The mini emperor was ensconced in an upstairs suite with his PR team. Lavish bowls of fruit adorned a wide table along with piled-high cans of energy drink, a vat of candy and a selection of herbal teas. Kevin’s mother Joan was having her nails painted in a corner, a half-eaten croissant at her side. Trey, the dachshund, was being petted on a press girl’s lap, his T-shirt bearing the slogan: LITTLE STICK CHASER.

‘Hi again, Kevin.’

It wasn’t clear if Kevin placed her from their previous collision (in which she had ticketed him as ‘curiously asexual’ and ‘eunuch-like’), a fact unaided by his refusal to remove his Wayfarers for the duration of the interview.

‘Girlfriend or boyfriend at the moment, Kevin?’

‘Ignore that,’ droned his PR, at the same time as Kevin lashed, ‘Of course I don’t have a fucking boyfriend, you moron. I’m fucking straight. What the hell kind of a question is that?’ He scowled behind his sunglasses.

She tried a new tack. ‘It’s been a while since Sandi. Why did you break up?’

Kevin didn’t respond, just sat there, seething.

‘Is it true she said you were “physically incompatible”?’

Kevin’s lip curled.

‘What do you think Sandi meant?
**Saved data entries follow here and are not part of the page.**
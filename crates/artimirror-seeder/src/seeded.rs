//! Bounded, insertion-ordered record of objects currently advertised.

use std::path::{Path, PathBuf};

use artimirror_torrent_core::{InfoHash, SeedHandle};
use chrono::{DateTime, Utc};

/// One advertised object.
#[derive(Debug, Clone, PartialEq, Eq)]
pub struct SeededEntry {
    /// Content identity of the metadata.
    pub info_hash: InfoHash,
    /// Metadata file the entry was loaded from.
    pub metadata_path: PathBuf,
    /// Artifact served to peers.
    pub artifact_path: PathBuf,
    /// When advertisement began.
    pub seeded_at: DateTime<Utc>,
    /// Engine handle used to withdraw advertisement.
    pub handle: SeedHandle,
}

/// Seeded objects ordered by seed time, oldest first.
///
/// Callers hold the set behind one lock so the capacity check, eviction and
/// insert happen together.
#[derive(Debug, Default)]
pub(crate) struct SeededSet {
    entries: Vec<SeededEntry>,
}

impl SeededSet {
    pub(crate) fn contains(&self, info_hash: &InfoHash) -> bool {
        self.entries.iter().any(|entry| &entry.info_hash == info_hash)
    }

    /// Remove the oldest entries until one more fits under `capacity`.
    pub(crate) fn make_room(&mut self, capacity: Option<usize>) -> Vec<SeededEntry> {
        match capacity {
            Some(max) => self.shrink_to(max.saturating_sub(1)),
            None => Vec::new(),
        }
    }

    /// Remove the oldest entries until at most `max` remain.
    pub(crate) fn shrink_to(&mut self, max: usize) -> Vec<SeededEntry> {
        let excess = self.entries.len().saturating_sub(max);
        self.entries.drain(..excess).collect()
    }

    pub(crate) fn insert(&mut self, entry: SeededEntry) {
        self.entries.push(entry);
    }

    pub(crate) fn remove_by_path(&mut self, artifact: &Path) -> Vec<SeededEntry> {
        self.remove_where(|entry| entry.artifact_path == artifact)
    }

    pub(crate) fn remove_where(
        &mut self,
        mut predicate: impl FnMut(&SeededEntry) -> bool,
    ) -> Vec<SeededEntry> {
        let (removed, kept) = std::mem::take(&mut self.entries)
            .into_iter()
            .partition(|entry| predicate(entry));
        self.entries = kept;
        removed
    }

    pub(crate) fn drain(&mut self) -> Vec<SeededEntry> {
        std::mem::take(&mut self.entries)
    }

    pub(crate) fn snapshot(&self) -> Vec<SeededEntry> {
        self.entries.clone()
    }

    pub(crate) fn len(&self) -> usize {
        self.entries.len()
    }
}
use std::collections::HashMap;
use std::net::{IpAddr, Ipv4Addr};
use std::path::PathBuf;
use std::sync::Arc;
use std::time::Duration;

use anyhow::{Result, anyhow};
use artimirror_config::{SeederSettings, SettingsStore};
use artimirror_events::{Event, EventBus};
use artimirror_seeder::{BuildScope, DirectorySeeder, LinkStore};
use artimirror_telemetry::{Metrics, TransportOutcome};
use artimirror_test_support::fixtures::{MIB, TempWorkspace, write_sized_file};
use artimirror_test_support::mocks::{CountingEngine, LogLevel, RecordingBuildLog, StaticFetcher};
use artimirror_torrent_core::{CREATOR_TAG, DistributionEngine, TorrentMetadata};
use artimirror_torrent_loopback::{LoopbackEngine, Swarm};
use artimirror_transport::{
    ResolveContext, TRANSPORT_NAME, TRANSPORT_PARAMETER, TorrentTransport, TransportError,
    TransportNegotiator,
};
use url::Url;

const LOCAL: [IpAddr; 1] = [IpAddr::V4(Ipv4Addr::LOCALHOST)];
const BASE: &str = "http://build.example.com:8111/repository/download/bt1/42";

const MANIFEST: &str = r#"<?xml version="1.0" encoding="UTF-8"?>
<ivy-module version="1.3">
  <info organisation="acme" module="bt1" revision="42" />
  <publications>
    <artifact name="dist/app" ext="zip" />
    <artifact name=".artimirror/torrents/dist/app.zip" ext="torrent" />
    <artifact name="notes" ext="txt" />
  </publications>
</ivy-module>"#;

struct Agent {
    workspace: TempWorkspace,
    swarm: Swarm,
    engine: Arc<CountingEngine>,
    seeder: DirectorySeeder,
    fetcher: Arc<StaticFetcher>,
    negotiator: TransportNegotiator,
    metrics: Metrics,
    events: EventBus,
    log: Arc<RecordingBuildLog>,
    metadata: TorrentMetadata,
    source: PathBuf,
    producers: Vec<Arc<LoopbackEngine>>,
}

impl Agent {
    async fn new() -> Result<Self> {
        Self::with_piece_delay(Duration::ZERO).await
    }

    async fn with_piece_delay(piece_delay: Duration) -> Result<Self> {
        let workspace = TempWorkspace::new()?;
        let source = write_sized_file(&workspace.path().join("server/dist/app.zip"), 2 * MIB + 5, 7)?;
        let metadata = TorrentMetadata::create(&source, "http://tracker.invalid/announce", CREATOR_TAG)?;

        let swarm = Swarm::new();
        let inner: Arc<dyn DistributionEngine> =
            Arc::new(LoopbackEngine::with_piece_delay(swarm.clone(), piece_delay));
        let engine = Arc::new(CountingEngine::new(inner));
        let settings = SettingsStore::new(SeederSettings {
            announce_url: Some(Url::parse("http://tracker.invalid/announce")?),
            file_size_threshold_mb: Some(1),
            seeder_enabled: true,
            ..SeederSettings::default()
        });
        let events = EventBus::new();
        let metrics = Metrics::new()?;
        let seeder = DirectorySeeder::new(
            engine.clone(),
            LinkStore::new(workspace.path().join("agent/storage")),
            &settings.snapshot(),
            events.clone(),
            metrics.clone(),
        );
        seeder
            .start(&LOCAL, None, Duration::from_secs(3_600), Duration::from_secs(60))
            .await?;

        let fetcher = Arc::new(StaticFetcher::new());
        fetcher.insert(&format!("{BASE}/artifacts-ivy.xml"), MANIFEST);
        fetcher.insert(
            &format!("{BASE}/.artimirror/torrents/dist/app.zip.torrent"),
            metadata.to_bytes(),
        );
        let negotiator =
            TransportNegotiator::new(seeder.clone(), settings, events.clone(), metrics.clone())
                .with_fetcher(fetcher.clone());

        Ok(Self {
            workspace,
            swarm,
            engine,
            seeder,
            fetcher,
            negotiator,
            metrics,
            events,
            log: Arc::new(RecordingBuildLog::new()),
            metadata,
            source,
            producers: Vec::new(),
        })
    }

    async fn add_producers(&mut self, count: usize) -> Result<()> {
        for _ in 0..count {
            let producer = Arc::new(LoopbackEngine::new(self.swarm.clone()));
            producer.start(&LOCAL, Duration::from_secs(60)).await?;
            producer.seed(&self.metadata, &self.source).await?;
            self.producers.push(producer);
        }
        Ok(())
    }

    fn context(&self, opted_in: bool, server: &str) -> Result<ResolveContext> {
        let mut parameters = HashMap::new();
        if opted_in {
            parameters.insert(TRANSPORT_PARAMETER.to_string(), TRANSPORT_NAME.to_string());
        }
        Ok(ResolveContext {
            server_url: Url::parse(server)?,
            parameters,
            credentials: None,
            connection_timeout: Duration::from_secs(5),
            fetch_timeout: Some(Duration::from_secs(30)),
            build_log: self.log.clone(),
        })
    }

    fn transport(&self) -> Result<TorrentTransport> {
        self.negotiator
            .get_transport(&self.context(true, "http://build.example.com:8111/")?)
            .ok_or_else(|| anyhow!("peer transport unavailable"))
    }

    fn deps_dir(&self) -> PathBuf {
        self.workspace.path().join("agent/deps")
    }
}

fn url(path: &str) -> Result<Url> {
    Ok(Url::parse(&format!("{BASE}/{path}"))?)
}

#[tokio::test]
async fn fetched_artifact_is_identical_and_reseeded() -> Result<()> {
    let mut agent = Agent::new().await?;
    agent.add_producers(2).await?;
    let transport = agent.transport()?;

    let manifest_target = agent.deps_dir().join("artifacts-ivy.xml");
    let digest = transport
        .download_url_to(&url("artifacts-ivy.xml")?, &manifest_target)
        .await?;
    assert_eq!(digest.as_deref(), Some("artifacts-ivy.xml_bt1_42"));
    assert_eq!(std::fs::read_to_string(&manifest_target)?, MANIFEST);

    let target = agent.deps_dir().join("dist/app.zip");
    let info_hash = transport
        .download_url_to(&url("dist/app.zip")?, &target)
        .await?;
    assert_eq!(info_hash, Some(agent.metadata.info_hash().to_hex()));
    assert_eq!(std::fs::read(&target)?, std::fs::read(&agent.source)?);
    assert_eq!(agent.engine.fetch_count(), 1);

    let cached = agent.deps_dir().join(".artimirror/torrents/dist/app.zip.torrent");
    assert_eq!(TorrentMetadata::load(&cached)?, agent.metadata);
    let scope = BuildScope::new("bt1", "42")?;
    assert!(agent.seeder.links().link_exists("dist/app.zip", &scope)?);
    assert!(agent.seeder.is_seeding(&agent.metadata.info_hash()).await);
    assert_eq!(agent.swarm.seeder_count(&agent.metadata.info_hash()), 3);

    assert!(agent.log.contains(LogLevel::ProgressStarted, "app.zip"));
    assert!(agent.log.contains(LogLevel::ProgressFinished, "app.zip"));
    assert_eq!(
        agent.metrics.transport_outcome_count(TransportOutcome::Completed),
        1
    );
    let completed = agent
        .events
        .recent()
        .into_iter()
        .any(|envelope| matches!(envelope.event, Event::TransportCompleted { .. }));
    assert!(completed);
    agent.seeder.stop().await?;
    Ok(())
}

#[tokio::test]
async fn timed_out_peer_fetch_is_retryable_and_leaves_nothing_behind() -> Result<()> {
    let mut agent = Agent::with_piece_delay(Duration::from_millis(200)).await?;
    agent.add_producers(2).await?;
    let mut context = agent.context(true, "http://build.example.com:8111/")?;
    context.fetch_timeout = Some(Duration::from_millis(300));
    let transport = agent
        .negotiator
        .get_transport(&context)
        .ok_or_else(|| anyhow!("peer transport unavailable"))?;
    transport
        .download_url_to(
            &url("artifacts-ivy.xml")?,
            &agent.deps_dir().join("artifacts-ivy.xml"),
        )
        .await?;

    let target = agent.deps_dir().join("dist/app.zip");
    let result = transport.download_url_to(&url("dist/app.zip")?, &target).await;
    let Err(err) = result else {
        return Err(anyhow!("slow peer fetch did not fail"));
    };
    assert!(matches!(err, TransportError::DownloadFailed { .. }));
    assert!(err.is_retryable());
    assert_eq!(agent.engine.fetch_count(), 1);

    assert!(!target.exists());
    let leftovers: Vec<PathBuf> = std::fs::read_dir(agent.deps_dir().join("dist"))
        .map(|entries| entries.flatten().map(|entry| entry.path()).collect())
        .unwrap_or_default();
    assert!(leftovers.is_empty(), "unexpected files: {leftovers:?}");
    let scope = BuildScope::new("bt1", "42")?;
    assert!(!agent.seeder.links().link_exists("dist/app.zip", &scope)?);
    assert!(!agent.seeder.is_seeding(&agent.metadata.info_hash()).await);
    assert_eq!(
        agent.metrics.transport_outcome_count(TransportOutcome::Failed),
        1
    );
    assert!(agent.log.contains(LogLevel::Warn, "Unable to download"));
    agent.seeder.stop().await?;
    Ok(())
}

#[tokio::test]
async fn transport_requires_opt_in() -> Result<()> {
    let mut agent = Agent::new().await?;
    agent.add_producers(2).await?;

    let context = agent.context(false, "http://build.example.com:8111/")?;
    assert!(agent.negotiator.get_transport(&context).is_none());
    assert!(agent.log.contains(LogLevel::Info, "not selected"));
    assert_eq!(agent.engine.fetch_count(), 0);
    assert!(agent.fetcher.calls().is_empty());
    agent.seeder.stop().await?;
    Ok(())
}

#[tokio::test]
async fn local_server_and_stopped_seeder_disable_transport() -> Result<()> {
    let agent = Agent::new().await?;
    let local = agent.context(true, "http://localhost:8111/")?;
    assert!(agent.negotiator.get_transport(&local).is_none());

    agent.seeder.stop().await?;
    let remote = agent.context(true, "http://build.example.com:8111/")?;
    assert!(agent.negotiator.get_transport(&remote).is_none());
    assert!(agent.log.contains(LogLevel::Info, "seeder is not running"));
    Ok(())
}

#[tokio::test]
async fn manifest_download_never_touches_metadata_or_engine() -> Result<()> {
    let mut agent = Agent::new().await?;
    agent.add_producers(2).await?;
    let transport = agent.transport()?;

    let manifest_url = url("artifacts-ivy.xml")?;
    transport
        .download_url_to(&manifest_url, &agent.deps_dir().join("artifacts-ivy.xml"))
        .await?;
    assert_eq!(agent.fetcher.calls(), vec![manifest_url.to_string()]);
    assert!(!agent
        .fetcher
        .requested(&format!("{BASE}/.artimirror/torrents/dist/app.zip.torrent")));
    assert_eq!(agent.engine.fetch_count(), 0);
    agent.seeder.stop().await?;
    Ok(())
}

#[tokio::test]
async fn single_peer_falls_back_without_fetching() -> Result<()> {
    let mut agent = Agent::new().await?;
    agent.add_producers(1).await?;
    let transport = agent.transport()?;
    transport
        .download_url_to(
            &url("artifacts-ivy.xml")?,
            &agent.deps_dir().join("artifacts-ivy.xml"),
        )
        .await?;

    let target = agent.deps_dir().join("dist/app.zip");
    let result = transport.download_url_to(&url("dist/app.zip")?, &target).await?;
    assert_eq!(result, None);
    assert_eq!(agent.engine.fetch_count(), 0);
    assert!(!target.exists());
    assert!(agent.log.contains(LogLevel::Info, "Not enough peers"));
    assert_eq!(
        agent.metrics.transport_outcome_count(TransportOutcome::Fallback),
        1
    );
    agent.seeder.stop().await?;
    Ok(())
}

#[tokio::test]
async fn artifacts_missing_from_manifest_skip_peer_transport() -> Result<()> {
    let mut agent = Agent::new().await?;
    agent.add_producers(2).await?;
    let transport = agent.transport()?;

    // Without the manifest nothing is known to be published with metadata.
    let before = transport
        .download_url_to(&url("dist/app.zip")?, &agent.deps_dir().join("dist/app.zip"))
        .await?;
    assert_eq!(before, None);

    transport
        .download_url_to(
            &url("artifacts-ivy.xml")?,
            &agent.deps_dir().join("artifacts-ivy.xml"),
        )
        .await?;
    let notes = transport
        .download_url_to(&url("notes.txt")?, &agent.deps_dir().join("notes.txt"))
        .await?;
    assert_eq!(notes, None);
    assert!(!agent.fetcher.requested(&format!(
        "{BASE}/.artimirror/torrents/notes.txt.torrent"
    )));
    assert_eq!(agent.engine.fetch_count(), 0);
    agent.seeder.stop().await?;
    Ok(())
}

#[tokio::test]
async fn digest_reads_published_metadata() -> Result<()> {
    let mut agent = Agent::new().await?;
    agent.add_producers(2).await?;
    let transport = agent.transport()?;
    transport
        .download_url_to(
            &url("artifacts-ivy.xml")?,
            &agent.deps_dir().join("artifacts-ivy.xml"),
        )
        .await?;

    let digest = transport.get_digest(&url("dist/app.zip")?).await;
    assert_eq!(digest, Some(agent.metadata.info_hash().to_hex()));
    assert_eq!(agent.engine.fetch_count(), 0);
    agent.seeder.stop().await?;
    Ok(())
}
For a guy in your position—’

‘Can someone please do something?’ Kevin screeched hysterically.

‘We’re not talking romance,’ PR intervened. ‘Stick to the single.’

‘What do you make of claims that you recently assaulted a fan backstage?’

PR held a hand up. Kevin said: ‘I have no idea what you mean.’

‘No comment,’ said PR. ‘Move on.’

‘A fifteen-year-old girl, after
The Craig Winston Show
?’

‘Those claims are completely unsubstantiated,’ said the woman.

‘Don’t you want to have your say?’

‘We have no comment.’

‘Kevin?’

‘No comment,’ he echoed, adding for good measure: ‘Fucking bullshit.’

PR shot him a barbed glance. Eve had no sympathy. Kevin was happy to reap the benefits of his position—just like all famous people. Just like Orlando Silvers.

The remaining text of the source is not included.